New York elite opt for Chinese nannies

Beijing, January 7:

Chinese au pairs are the latest fad in New York as the Manhattan elite seek to prepare their children for the economic world of the future, which they believe will be dominated by China.

When two-year-old Hilton Augusta Rogers swings through the air on sunny mornings at the park she doesn’t express her joy in English. “Geng gao,” she calls to her father Jim. “That means ‘higher,’” he says, pushing the swing. The girl is happy and burbles in a child’s Mandarin Chinese, “le, le,”.

Then she asks for a fresh piece of ‘gua gua.’ Each word makes her parents, both Caucasian Americans, proud of their little globalisation project: Who else at Hilton’s age can already say ‘melon’ in the language of a future economic world power? Hilton is Jim Rogers’ latest investment. The 63-year-old earned millions of dollars by founding the Quantum Fund in the 1970s with George Soros. And while the world speculated on Internet start-ups a few years ago, Rogers invested successfully in sugar, copper, and nickel.

Since then he’s been known as the ‘Commodities Guru’. Now he wants to prepare his only child for the 21st century. “China will be the next world superpower,” he says, “We think we’re doing something very good for her.” That’s why he and his wife Paige have put Hilton in the hands of a Chinese au pair.

Like Rogers, many Americans believe China will overtake the US both economically and politically by 2040, at the latest. So they’re looking out for the next generation. At the very least it can’t hurt if your child can hold her own linguistically with the mightiest world leaders of the future. For this reason the ‘Chinese nanny’ is now chic in New York’s wealthier circles — to the extreme annoyance of French governesses, who are finding it hard to defend their traditional dominance over Manhattan’s nurseries against competition from the Far East.

Clifford Greenhouse is head of the Pavilion Agency. His firm has helped find maids and au pairs for America’s richest families since 1962 and now new requests for these most sought-after of nannies are landing on his desk so fast that Greenhouse can’t keep up. “I’m desperately seeking qualified Chinese women,” he says. “Bring me one and I can give her a choice of ten top families.” The in-demand nannies from Beijing or Shanghai can easily earn $100,000 per year with the right references — $60,000 more than their colleagues from Old Europe, who used to be so popular.

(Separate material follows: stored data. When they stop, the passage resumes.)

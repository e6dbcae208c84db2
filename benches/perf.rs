use criterion::{Criterion, criterion_group, criterion_main};
use std::hint::black_box;

use lox_terminal::state::{
    filter_bets, history_summary, search_players, Bet, BetFilters, Outcome, Player, Position,
};

const BET_TYPES: [&str; 4] = ["Points", "Rebounds", "Assists", "3-Pointers"];
const TEAMS: [&str; 8] = ["LAL", "GSW", "BOS", "MIA", "PHX", "DAL", "MIL", "DEN"];

fn build_bets(count: usize) -> Vec<Bet> {
    (0..count)
        .map(|i| Bet {
            player_name: format!("Player {i}"),
            team: TEAMS[i % TEAMS.len()].to_string(),
            opponent: TEAMS[(i + 1) % TEAMS.len()].to_string(),
            bet_type: BET_TYPES[i % BET_TYPES.len()].to_string(),
            line: 20.5 + (i % 10) as f64,
            confidence: (i % 101) as u8,
            game_date: "Oct 18, 2025".to_string(),
            outcome: match i % 3 {
                0 => Some(Outcome::Win),
                1 => Some(Outcome::Loss),
                _ => None,
            },
        })
        .collect()
}

fn build_players(count: usize) -> Vec<Player> {
    (0..count)
        .map(|i| Player {
            name: format!("Player Name {i}"),
            team: TEAMS[i % TEAMS.len()].to_string(),
            position: Position::PG,
            ppg: 20.0 + (i % 15) as f64,
            rpg: 5.0 + (i % 8) as f64,
            apg: 4.0 + (i % 7) as f64,
        })
        .collect()
}

fn bench_filter_bets(c: &mut Criterion) {
    let bets = build_bets(10_000);
    let mut filters = BetFilters::new();
    filters.set_bet_type("points");

    c.bench_function("filter_bets", |b| {
        b.iter(|| {
            let kept = filter_bets(black_box(&bets), black_box(&filters));
            black_box(kept.len());
        })
    });
}

fn bench_search_players(c: &mut Criterion) {
    let players = build_players(5_000);

    c.bench_function("search_players", |b| {
        b.iter(|| {
            let hits = search_players(black_box(&players), black_box("name 42"));
            black_box(hits.len());
        })
    });
}

fn bench_history_summary(c: &mut Criterion) {
    let bets = build_bets(10_000);

    c.bench_function("history_summary", |b| {
        b.iter(|| {
            let summary = history_summary(black_box(&bets));
            black_box(summary.win_rate);
        })
    });
}

criterion_group!(
    benches,
    bench_filter_bets,
    bench_search_players,
    bench_history_summary
);
criterion_main!(benches);
fn render_bet_row(frame: &mut Frame, area: Rect, bet: &Bet, selected: bool) {
    let row_style = if selected {
        Style::default().fg(Color::White).bg(Color::DarkGray)
    } else {
        Style::default()
    };
    if selected {
        frame.render_widget(Block::default().style(row_style), area);
    }

    let cols = Layout::default()
        .direction(Direction::Horizontal)
        .constraints([
            Constraint::Length(5),
            Constraint::Min(24),
            Constraint::Length(9),
        ])
        .split(area);

    let avatar = Paragraph::new(vec![
        Line::from(""),
        Line::from(Span::styled(
            format!("{:^5}", initials(&bet.player_name)),
            with_row_bg(Style::default().add_modifier(Modifier::BOLD), selected),
        )),
    ]);
    frame.render_widget(avatar, cols[0]);

    let date_style = if selected {
        row_style
    } else {
        Style::default().fg(Color::DarkGray)
    };
    let body = Paragraph::new(vec![
        Line::from(vec![
            Span::styled(
                bet.player_name.clone(),
                with_row_bg(Style::default().add_modifier(Modifier::BOLD), selected),
            ),
            Span::styled(format!("  [{}]", bet.team), row_style),
        ]),
        Line::from(Span::styled(
            format!("vs {}  {} {}", bet.opponent, bet.bet_type, bet.line),
            row_style,
        )),
        Line::from(Span::styled(bet.game_date.clone(), date_style)),
    ]);
    frame.render_widget(body, cols[1]);

    let tier_color = match confidence_tier(bet.confidence) {
        ConfidenceTier::High => Color::Green,
        ConfidenceTier::Medium => Color::Yellow,
        ConfidenceTier::Low => Color::DarkGray,
    };
    let outcome_span = match bet.outcome {
        Some(Outcome::Win) => Span::styled(
            format!("{:>8}", "WON"),
            with_row_bg(Style::default().fg(Color::Green), selected),
        ),
        Some(Outcome::Loss) => Span::styled(
            format!("{:>8}", "LOST"),
            with_row_bg(Style::default().fg(Color::Red), selected),
        ),
        None => Span::raw(""),
    };
    let right = Paragraph::new(vec![
        Line::from(Span::styled(
            format!("{:>8}", format!("{}%", bet.confidence)),
            with_row_bg(
                Style::default()
                    .fg(tier_color)
                    .add_modifier(Modifier::BOLD),
                selected,
            ),
        )),
        Line::from(""),
        Line::from(outcome_span),
    ]);
    frame.render_widget(right, cols[2]);
}

fn with_row_bg(style: Style, selected: bool) -> Style {
    if selected {
        style.bg(Color::DarkGray)
    } else {
        style
    }
}

fn render_filter_panel(frame: &mut Frame, area: Rect, state: &AppState) {
    let block = Block::default().title("Filters").borders(Borders::ALL);
    let inner = block.inner(area);
    frame.render_widget(block, area);

    let label_style = Style::default().add_modifier(Modifier::BOLD);
    let value_style = Style::default().fg(Color::Cyan);

    const SLIDER_CELLS: usize = 20;
    let filled = (state.filters.confidence as usize / 5).min(SLIDER_CELLS);
    let slider = format!(
        "{}{} {}%+",
        "█".repeat(filled),
        "░".repeat(SLIDER_CELLS - filled),
        state.filters.confidence
    );

    let date_text = match state.filters.game_date {
        Some(date) => date.format("%b %d, %Y").to_string(),
        None => "Select date".to_string(),
    };

    let lines = vec![
        Line::from(Span::styled("Confidence Score", label_style)),
        Line::from(Span::styled(slider, value_style)),
        Line::from(""),
        Line::from(Span::styled("Bet Type", label_style)),
        Line::from(Span::styled(
            bet_type_label(&state.filters.bet_type),
            value_style,
        )),
        Line::from(""),
        Line::from(Span::styled("Game Date", label_style)),
        Line::from(Span::styled(date_text, value_style)),
    ];
    frame.render_widget(Paragraph::new(lines), inner);
}

fn bet_type_label(value: &str) -> String {
    match value {
        "all" => "All Types".to_string(),
        "points" => "Points".to_string(),
        "rebounds" => "Rebounds".to_string(),
        "assists" => "Assists".to_string(),
        "3-pointers" => "3-Pointers".to_string(),
        other => other.to_string(),
    }
}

Not only do they need to speak fluent English and Mandarin, they also need to manage the complicated lifestyles of their young pupils. “My customers’ kids are busier than most adults,” says Greenhouse. It took six months for Jim Rogers and Paige Parker to find a nanny. For a while only unqualified candidates from New York’s Chinatown answered their ads in Chinese-American newspapers. “Most of them come from the countryside and speak Cantonese. We didn’t want that.”

Hilton Augusta will one day have to communicate with the business elite of Shanghai, and they speak Mandarin. Her parents brought Chinese friends to the au pair interviews to serve as a kind of language police.

The idea was to keep Rogers from learning the wrong sort of Chinese, and finding herself speaking undesirable slang later on. It is evident just how seriously her parents are taking all of this when one enters their home, a $1 million villa on the Hudson River.